Monetary Equilibrium and the Polish Economic Transformation

5.4 New Money Needs

5.4.2 Money for Expanding Capital and Liquidity Reserves

In the centrally planned economy, no capital reserves were necessary. It was enough to maintain only a very small amount of money to avoid troubles with a temporary lack of liquidity. Shortage of money was not the most significant problem for the enterprises, even if the liquidity problems have occurred (see above).

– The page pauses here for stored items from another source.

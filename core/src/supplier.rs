//! Supplier risk scorer and ledger.
//!
//! Scores a parsed supplier-document record (a loosely-typed JSON
//! object from the extraction capability) against live tariff and
//! inventory context, then upserts the result into a per-supplier
//! ledger with a bounded history and hysteresis-banded trend.

use std::collections::BTreeMap;

use serde::{Deserialize, Serialize};
use serde_json::Value;

use crate::{
    state::TelemetryState,
    types::{clamp, round_dp, UnixTime},
};

/// History entries retained per supplier; oldest evicted first.
const MAX_LEDGER_HISTORY: usize = 10;

/// Trend classification band: scores within +-3 of the previous
/// latest read as flat.
const TREND_BAND: f64 = 3.0;

const SEVERITY_CRITICAL_WEIGHT: f64 = 20.0;
const SEVERITY_WARNING_WEIGHT: f64 = 12.0;
const SEVERITY_INFO_WEIGHT: f64 = 5.0;

#[derive(Debug, Clone, Copy, PartialEq, Eq, Serialize, Deserialize)]
#[serde(rename_all = "lowercase")]
pub enum Trend {
    New,
    Up,
    Down,
    Flat,
}

#[derive(Debug, Clone, Default, Serialize, Deserialize)]
pub struct SeverityCounts {
    pub critical: u32,
    pub warning:  u32,
    pub info:     u32,
}

#[derive(Debug, Clone, Serialize, Deserialize)]
pub struct RiskComponents {
    pub severity:      f64,
    pub capacity:      f64,
    pub tariff:        f64,
    pub concentration: f64,
    pub tariff_delta_pts: f64,
}

#[derive(Debug, Clone, Serialize, Deserialize)]
pub struct SupplierRiskProfile {
    pub supplier: String,
    pub origin:   String,
    pub po_number: Option<Value>,
    /// 0-100 composite risk.
    pub score: f64,
    /// 0.55-0.92, grows with anomaly count and factory-load presence.
    pub confidence: f64,
    pub components: RiskComponents,
    pub severity_counts: SeverityCounts,
    pub updated_at: UnixTime,
    pub trend: Trend,
}

/// Per-supplier ledger entry: the latest profile plus a bounded history.
#[derive(Debug, Clone, Default, Serialize, Deserialize)]
pub struct SupplierLedger {
    pub latest:  Option<SupplierRiskProfile>,
    pub history: Vec<SupplierRiskProfile>,
}

/// Upsert result returned to the caller of the parse flow.
#[derive(Debug, Clone, Serialize)]
pub struct LedgerView {
    pub supplier: String,
    pub latest:   SupplierRiskProfile,
    pub history:  Vec<SupplierRiskProfile>,
}

#[derive(Debug, Clone, Serialize)]
pub struct LeaderboardRow {
    pub supplier:   String,
    pub score:      f64,
    pub trend:      Trend,
    pub confidence: f64,
    pub origin:     String,
    pub updated_at: UnixTime,
    pub history_points: usize,
}

/// Score a parsed supplier document against live state.
/// Pure with respect to `state`; the ledger upsert is separate.
pub fn score_supplier_risk(
    extracted: &Value,
    state: &TelemetryState,
    now: UnixTime,
) -> SupplierRiskProfile {
    let supplier = extracted
        .get("supplier")
        .and_then(Value::as_str)
        .map(str::trim)
        .filter(|s| !s.is_empty())
        .unwrap_or("Unknown Supplier")
        .to_string();
    let origin = extracted
        .get("origin")
        .and_then(Value::as_str)
        .map(str::trim)
        .filter(|s| !s.is_empty())
        .unwrap_or("Unknown")
        .to_string();
    let origin_lower = origin.to_lowercase();

    let empty = Vec::new();
    let anomalies = extracted
        .get("anomalies")
        .and_then(Value::as_array)
        .unwrap_or(&empty);

    // Severity: weighted sum over anomalies, capped. Anything that is
    // not an object defaults to warning weight.
    let mut counts = SeverityCounts::default();
    let mut severity_score = 0.0;
    for anomaly in anomalies {
        let severity = anomaly
            .as_object()
            .map(|obj| {
                obj.get("severity")
                    .and_then(Value::as_str)
                    .unwrap_or("info")
                    .to_lowercase()
            })
            .unwrap_or_else(|| "warning".to_string());
        match severity.as_str() {
            "critical" => {
                counts.critical += 1;
                severity_score += SEVERITY_CRITICAL_WEIGHT;
            }
            "warning" => {
                counts.warning += 1;
                severity_score += SEVERITY_WARNING_WEIGHT;
            }
            _ => {
                counts.info += 1;
                severity_score += SEVERITY_INFO_WEIGHT;
            }
        }
    }
    let severity_score = clamp(severity_score, 0.0, 65.0);

    let factory_load = extracted.get("factory_load").and_then(extract_number);
    let capacity_score = match factory_load {
        Some(load) if load > 80.0 => clamp((load - 80.0) * 0.8, 0.0, 15.0),
        _ => 0.0,
    };

    // Tariff: first schedule whose country appears in the origin text.
    let mut tariff_score = 0.0;
    let mut tariff_delta = 0.0;
    for tariff in &state.tariffs {
        let country = tariff.country.to_lowercase();
        if !country.is_empty() && origin_lower.contains(&country) {
            tariff_delta = ((tariff.proposed_rate() - tariff.current_rate) * 100.0).max(0.0);
            tariff_score = clamp(tariff_delta, 0.0, 12.0);
            break;
        }
    }

    // Concentration: how much of our catalog shares this origin.
    let same_origin = state
        .inventory
        .iter()
        .filter(|item| {
            let country = item.country_of_origin.to_lowercase();
            !country.is_empty() && origin_lower.contains(&country)
        })
        .count();
    let concentration_score = clamp(same_origin as f64 * 2.0, 0.0, 8.0);

    let total = clamp(
        severity_score + capacity_score + tariff_score + concentration_score,
        0.0,
        100.0,
    );
    let confidence = clamp(
        0.55 + (anomalies.len() as f64 * 0.05).min(0.25)
            + if factory_load.is_some() { 0.08 } else { 0.0 },
        0.55,
        0.92,
    );

    SupplierRiskProfile {
        supplier,
        origin,
        po_number: extracted.get("po_number").cloned().filter(|v| !v.is_null()),
        score: round_dp(total, 1),
        confidence: round_dp(confidence, 2),
        components: RiskComponents {
            severity:      round_dp(severity_score, 1),
            capacity:      round_dp(capacity_score, 1),
            tariff:        round_dp(tariff_score, 1),
            concentration: round_dp(concentration_score, 1),
            tariff_delta_pts: round_dp(tariff_delta, 1),
        },
        severity_counts: counts,
        updated_at: now,
        trend: Trend::New,
    }
}

/// Classify the trend against the previous latest score and append the
/// profile to the supplier's ledger, evicting beyond the history cap.
pub fn upsert_supplier_risk(
    ledgers: &mut BTreeMap<String, SupplierLedger>,
    mut profile: SupplierRiskProfile,
) -> LedgerView {
    let entry = ledgers.entry(profile.supplier.clone()).or_default();

    profile.trend = match entry.latest.as_ref().map(|p| p.score) {
        None => Trend::New,
        Some(prev) if profile.score > prev + TREND_BAND => Trend::Up,
        Some(prev) if profile.score < prev - TREND_BAND => Trend::Down,
        Some(_) => Trend::Flat,
    };

    entry.history.push(profile.clone());
    if entry.history.len() > MAX_LEDGER_HISTORY {
        let excess = entry.history.len() - MAX_LEDGER_HISTORY;
        entry.history.drain(..excess);
    }
    entry.latest = Some(profile.clone());

    LedgerView {
        supplier: profile.supplier.clone(),
        latest:   profile,
        history:  entry.history.clone(),
    }
}

/// One row per supplier with its latest profile, highest risk first.
pub fn leaderboard(ledgers: &BTreeMap<String, SupplierLedger>) -> Vec<LeaderboardRow> {
    let mut board: Vec<LeaderboardRow> = ledgers
        .iter()
        .filter_map(|(supplier, ledger)| {
            ledger.latest.as_ref().map(|latest| LeaderboardRow {
                supplier:   supplier.clone(),
                score:      latest.score,
                trend:      latest.trend,
                confidence: latest.confidence,
                origin:     latest.origin.clone(),
                updated_at: latest.updated_at,
                history_points: ledger.history.len(),
            })
        })
        .collect();
    board.sort_by(|a, b| b.score.partial_cmp(&a.score).unwrap_or(std::cmp::Ordering::Equal));
    board
}

/// Pull a numeric value out of a JSON number or a free-text field like
/// "92% booked". Takes the first decimal run found.
fn extract_number(value: &Value) -> Option<f64> {
    match value {
        Value::Number(n) => n.as_f64(),
        Value::String(s) => first_decimal_run(s),
        _ => None,
    }
}

fn first_decimal_run(text: &str) -> Option<f64> {
    let bytes = text.as_bytes();
    let start = bytes.iter().position(|b| b.is_ascii_digit())?;
    let mut end = start;
    let mut seen_dot = false;
    while end < bytes.len() {
        match bytes[end] {
            b'0'..=b'9' => end += 1,
            b'.' if !seen_dot => {
                seen_dot = true;
                end += 1;
            }
            _ => break,
        }
    }
    text[start..end].trim_end_matches('.').parse().ok()
}
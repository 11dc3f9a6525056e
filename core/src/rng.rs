//! Random number generation for the drift simulation.
//!
//! RULE: Nothing in the engine calls a platform RNG directly.
//! All randomness flows through a `DriftRng`, so tests can construct
//! the engine with a fixed seed and assert invariants over many ticks
//! without depending on exact sequences.

use rand::{RngCore, SeedableRng};
use rand_pcg::Pcg64Mcg;

pub struct DriftRng {
    inner: Pcg64Mcg,
}

impl DriftRng {
    /// Fully reproducible generator for tests and replayable demos.
    pub fn seed_from_u64(seed: u64) -> Self {
        Self {
            inner: Pcg64Mcg::seed_from_u64(seed),
        }
    }

    /// OS-entropy generator for normal service operation.
    pub fn from_entropy() -> Self {
        Self {
            inner: Pcg64Mcg::from_entropy(),
        }
    }

    /// Roll a float in [0.0, 1.0).
    pub fn next_f64(&mut self) -> f64 {
        let bits = self.inner.next_u64();
        (bits >> 11) as f64 * (1.0 / (1u64 << 53) as f64)
    }

    /// Roll a u64 in [0, n).
    pub fn next_u64_below(&mut self, n: u64) -> u64 {
        assert!(n > 0, "n must be > 0");
        self.inner.next_u64() % n
    }

    /// Roll an i64 in [low, high], inclusive on both ends.
    pub fn range_i64(&mut self, low: i64, high: i64) -> i64 {
        assert!(low <= high, "low must be <= high");
        let span = (high - low + 1) as u64;
        low + self.next_u64_below(span) as i64
    }

    /// Bernoulli trial: returns true with probability p.
    pub fn chance(&mut self, p: f64) -> bool {
        self.next_f64() < p
    }

    /// Pick uniformly from a non-empty slice. Repeating an entry in
    /// `options` weights it accordingly.
    pub fn pick<T: Copy>(&mut self, options: &[T]) -> T {
        assert!(!options.is_empty(), "options must be non-empty");
        options[self.next_u64_below(options.len() as u64) as usize]
    }

    /// Sample from a normal distribution via Box-Muller.
    pub fn gauss(&mut self, mean: f64, std_dev: f64) -> f64 {
        let u1 = self.next_f64().max(1e-12);
        let u2 = self.next_f64();
        let mag = (-2.0 * u1.ln()).sqrt();
        mean + std_dev * mag * (2.0 * std::f64::consts::PI * u2).cos()
    }
}
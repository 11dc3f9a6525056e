//! Action executor tests: parsing, the three mutations, audit alerts,
//! and error results that leave state untouched.

use lattice_core::{
    action::{self, Action, ActionStatus},
    error::CoreError,
    rng::DriftRng,
    state::{
        AlertKind, ChannelCounts, InventoryItem, ReturnsPool, SeedDocument, TelemetryState,
    },
};

const NOW: i64 = 1_700_000_000;

fn item(id: &str, shopify: i64, amazon: i64, wms: i64) -> InventoryItem {
    InventoryItem {
        id: id.to_string(),
        name: format!("Item {id}"),
        country_of_origin: "Vietnam".to_string(),
        unit_cost: 89.0,
        committed: 45,
        lead_time_days: 35,
        reorder_point: 60,
        systems: ChannelCounts {
            shopify,
            amazon,
            wms,
            pos: 24,
        },
        true_atp: 0,
        available: 0,
        discrepancy: false,
        risk_value: 0,
    }
}

fn state() -> TelemetryState {
    let doc = SeedDocument {
        inventory: vec![item("SKU-101", 140, 130, 87), item("SKU-102", 50, 48, 47)],
        tariffs: Vec::new(),
        returns: ReturnsPool {
            in_limbo: 15,
            total_frozen_value: 40_800,
            average_days_stuck: 24.0,
            items: vec![serde_json::json!({"batch": "RET-1"})],
        },
        alerts: Vec::new(),
    };
    let mut rng = DriftRng::seed_from_u64(42);
    TelemetryState::from_seed(doc, &mut rng, NOW)
}

// ── Parsing ───────────────────────────────────────────────────────

#[test]
fn parse_recognizes_all_action_kinds() {
    assert_eq!(
        Action::parse("sync_inventory:SKU-101").unwrap(),
        Action::SyncInventory {
            sku: Some("SKU-101".to_string())
        }
    );
    assert_eq!(
        Action::parse("sync_inventory:*").unwrap(),
        Action::SyncInventory { sku: None }
    );
    assert_eq!(Action::parse("release_returns").unwrap(), Action::ReleaseReturns);
    assert_eq!(
        Action::parse("pause_channel:amazon:SKU-102").unwrap(),
        Action::PauseChannel {
            channel: "amazon".to_string(),
            sku: "SKU-102".to_string()
        }
    );
}

#[test]
fn parse_rejects_unknown_and_malformed() {
    match Action::parse("do_a_barrel_roll") {
        Err(CoreError::UnknownAction { action }) => assert_eq!(action, "do_a_barrel_roll"),
        other => panic!("expected UnknownAction, got {other:?}"),
    }
    match Action::parse("pause_channel:shopify") {
        Err(CoreError::MalformedAction { expected }) => {
            assert!(expected.contains("pause_channel"), "unhelpful error: {expected}")
        }
        other => panic!("expected MalformedAction, got {other:?}"),
    }
}

// ── sync_inventory ────────────────────────────────────────────────

#[test]
fn sync_aligns_channels_to_wms_and_audits_once() {
    let mut st = state();
    let alerts_before = st.alerts.len();

    let outcome = action::execute(
        &mut st,
        &Action::parse("sync_inventory:SKU-101").unwrap(),
        NOW + 5,
    )
    .unwrap();

    assert_eq!(outcome.status, ActionStatus::Success);
    let it = st.item("SKU-101").unwrap();
    assert_eq!(it.systems.shopify, 87);
    assert_eq!(it.systems.amazon, 87);
    assert_eq!(it.systems.wms, 87);
    assert!(!it.discrepancy);
    assert_eq!(it.risk_value, 0);

    assert_eq!(st.alerts.len(), alerts_before + 1, "expected exactly one audit alert");
    let audit = &st.alerts[0];
    assert_eq!(audit.kind, AlertKind::Info);
    assert_eq!(audit.sku.as_deref(), Some("SKU-101"));
    assert!(audit.id.starts_with("ACT-"), "audit id missing origin tag: {}", audit.id);
}

#[test]
fn sync_with_nothing_discrepant_is_no_change() {
    let mut st = state();
    let outcome = action::execute(
        &mut st,
        &Action::parse("sync_inventory:SKU-102").unwrap(),
        NOW + 5,
    )
    .unwrap();
    assert_eq!(outcome.status, ActionStatus::NoChange);
    assert!(st.alerts.is_empty(), "no-op sync must not audit");
}

#[test]
fn sync_all_covers_every_discrepant_item() {
    let mut st = state();
    st.item_mut("SKU-102").unwrap().systems.shopify = 90;
    st.item_mut("SKU-102").unwrap().recompute_derived();

    let outcome =
        action::execute(&mut st, &Action::parse("sync_inventory:*").unwrap(), NOW + 5).unwrap();
    assert_eq!(outcome.status, ActionStatus::Success);
    for it in &st.inventory {
        assert!(!it.discrepancy, "{} still discrepant after sync all", it.id);
    }
}

// ── release_returns ───────────────────────────────────────────────

#[test]
fn release_returns_zeroes_pool_and_reports_value() {
    let mut st = state();
    let outcome =
        action::execute(&mut st, &Action::ReleaseReturns, NOW + 5).unwrap();

    assert_eq!(outcome.status, ActionStatus::Success);
    assert_eq!(st.returns.in_limbo, 0);
    assert_eq!(st.returns.total_frozen_value, 0);
    assert_eq!(st.returns.average_days_stuck, 0.0);
    assert!(st.returns.items.is_empty());

    let audit = &st.alerts[0];
    assert!(
        audit.message.contains("$40,800"),
        "audit must report the released value: {}",
        audit.message
    );
}

// ── pause_channel ─────────────────────────────────────────────────

#[test]
fn pause_zeroes_the_channel_and_audits() {
    let mut st = state();
    let outcome = action::execute(
        &mut st,
        &Action::parse("pause_channel:amazon:SKU-102").unwrap(),
        NOW + 5,
    )
    .unwrap();
    assert_eq!(outcome.status, ActionStatus::Success);
    assert_eq!(st.item("SKU-102").unwrap().systems.amazon, 0);
    assert!(st.alerts[0].message.contains("was 48 units"), "{}", st.alerts[0].message);
}

#[test]
fn pause_twice_is_no_change() {
    let mut st = state();
    let act = Action::parse("pause_channel:amazon:SKU-102").unwrap();
    action::execute(&mut st, &act, NOW + 5).unwrap();
    let alerts_after_first = st.alerts.len();

    let outcome = action::execute(&mut st, &act, NOW + 10).unwrap();
    assert_eq!(outcome.status, ActionStatus::NoChange);
    assert_eq!(st.alerts.len(), alerts_after_first, "no-op pause must not audit");
}

#[test]
fn pause_unknown_target_errors_without_mutation() {
    let mut st = state();
    let snapshot = serde_json::to_value(&st.inventory).unwrap();

    let err = action::execute(
        &mut st,
        &Action::parse("pause_channel:shopify:SKU-999").unwrap(),
        NOW + 5,
    )
    .unwrap_err();
    assert!(matches!(err, CoreError::UnknownTarget { .. }), "got {err:?}");

    let err = action::execute(
        &mut st,
        &Action::parse("pause_channel:telegraph:SKU-101").unwrap(),
        NOW + 5,
    )
    .unwrap_err();
    assert!(matches!(err, CoreError::UnknownTarget { .. }), "got {err:?}");

    assert_eq!(
        snapshot,
        serde_json::to_value(&st.inventory).unwrap(),
        "failed action mutated inventory"
    );
}

#[test]
fn actions_require_seeded_state() {
    let mut rng = DriftRng::seed_from_u64(0);
    let mut st = TelemetryState::from_seed(SeedDocument::default(), &mut rng, NOW);
    let err = action::execute(&mut st, &Action::ReleaseReturns, NOW).unwrap_err();
    assert!(matches!(err, CoreError::NotInitialized), "got {err:?}");
}
use thiserror::Error;

#[derive(Error, Debug)]
pub enum CoreError {
    #[error("Unknown action: {action}")]
    UnknownAction { action: String },

    #[error("Format: {expected}")]
    MalformedAction { expected: String },

    #[error("SKU {sku} or channel {channel} not found")]
    UnknownTarget { sku: String, channel: String },

    #[error("Telemetry state not yet initialized")]
    NotInitialized,

    #[error("Serialization error: {0}")]
    Serialization(#[from] serde_json::Error),
}

pub type CoreResult<T> = Result<T, CoreError>;
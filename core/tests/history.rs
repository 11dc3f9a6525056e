//! Boot-time history generation tests: shape, floors, and the derived
//! velocity series the forecast model consumes.

use lattice_core::{
    history::{generate_history, HISTORY_HOURS, VIRAL_SPIKE_SKU},
    rng::DriftRng,
    state::{ChannelCounts, InventoryItem},
};

const NOW: i64 = 1_700_000_000;

fn item(id: &str) -> InventoryItem {
    let mut item = InventoryItem {
        id: id.to_string(),
        name: format!("Item {id}"),
        country_of_origin: "Vietnam".to_string(),
        unit_cost: 60.0,
        committed: 20,
        lead_time_days: 30,
        reorder_point: 40,
        systems: ChannelCounts {
            shopify: 120,
            amazon: 100,
            wms: 90,
            pos: 20,
        },
        true_atp: 0,
        available: 0,
        discrepancy: false,
        risk_value: 0,
    };
    item.recompute_derived();
    item
}

#[test]
fn history_has_expected_shape() {
    let inventory = vec![item(VIRAL_SPIKE_SKU), item("SKU-200")];
    let mut rng = DriftRng::seed_from_u64(42);
    let history = generate_history(&inventory, &mut rng, NOW);

    assert_eq!(history.len(), 2);
    for (sku, series) in &history {
        assert_eq!(series.hourly.len(), HISTORY_HOURS, "wrong series length for {sku}");
        assert_eq!(series.sparkline.len(), HISTORY_HOURS / 12, "sparkline stride wrong");
        assert_eq!(series.daily_velocity.len(), 7, "one velocity entry per day");
        for v in &series.daily_velocity {
            assert!(v.velocity >= 1, "velocity floored at 1, got {}", v.velocity);
        }
    }
}

#[test]
fn counts_respect_channel_floors() {
    let inventory = vec![item("SKU-300")];
    let mut rng = DriftRng::seed_from_u64(7);
    let history = generate_history(&inventory, &mut rng, NOW);
    for p in &history["SKU-300"].hourly {
        assert!(p.shopify >= 10, "shopify under floor: {}", p.shopify);
        assert!(p.amazon >= 5, "amazon under floor: {}", p.amazon);
        assert!(p.wms >= 10, "wms under floor: {}", p.wms);
        assert_eq!(p.total, p.shopify + p.amazon + p.wms);
        assert!(p.ts <= NOW, "sample from the future");
    }
}

#[test]
fn timestamps_ascend_hourly() {
    let inventory = vec![item("SKU-400")];
    let mut rng = DriftRng::seed_from_u64(11);
    let history = generate_history(&inventory, &mut rng, NOW);
    let hourly = &history["SKU-400"].hourly;
    for pair in hourly.windows(2) {
        assert_eq!(pair[1].ts - pair[0].ts, 3600, "non-hourly spacing");
    }
    assert_eq!(hourly[0].day, 0);
    assert_eq!(hourly[HISTORY_HOURS - 1].day, 6);
}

Yet, in creating the market economy it became necessary to create the capital for the basic economic institutions. It may seem beyond the imagination of Western observers that enterprises, banks, and other economic agents could actually exist without capital, but it was the case. Nonetheless, they did require some artificial constructions on the passive side of their balance sheet, but such a formal problem did not pose a threat to their continued existence. Unfortunately, these constructions could not be transformed into real capital resources once the centrally planned system collapsed.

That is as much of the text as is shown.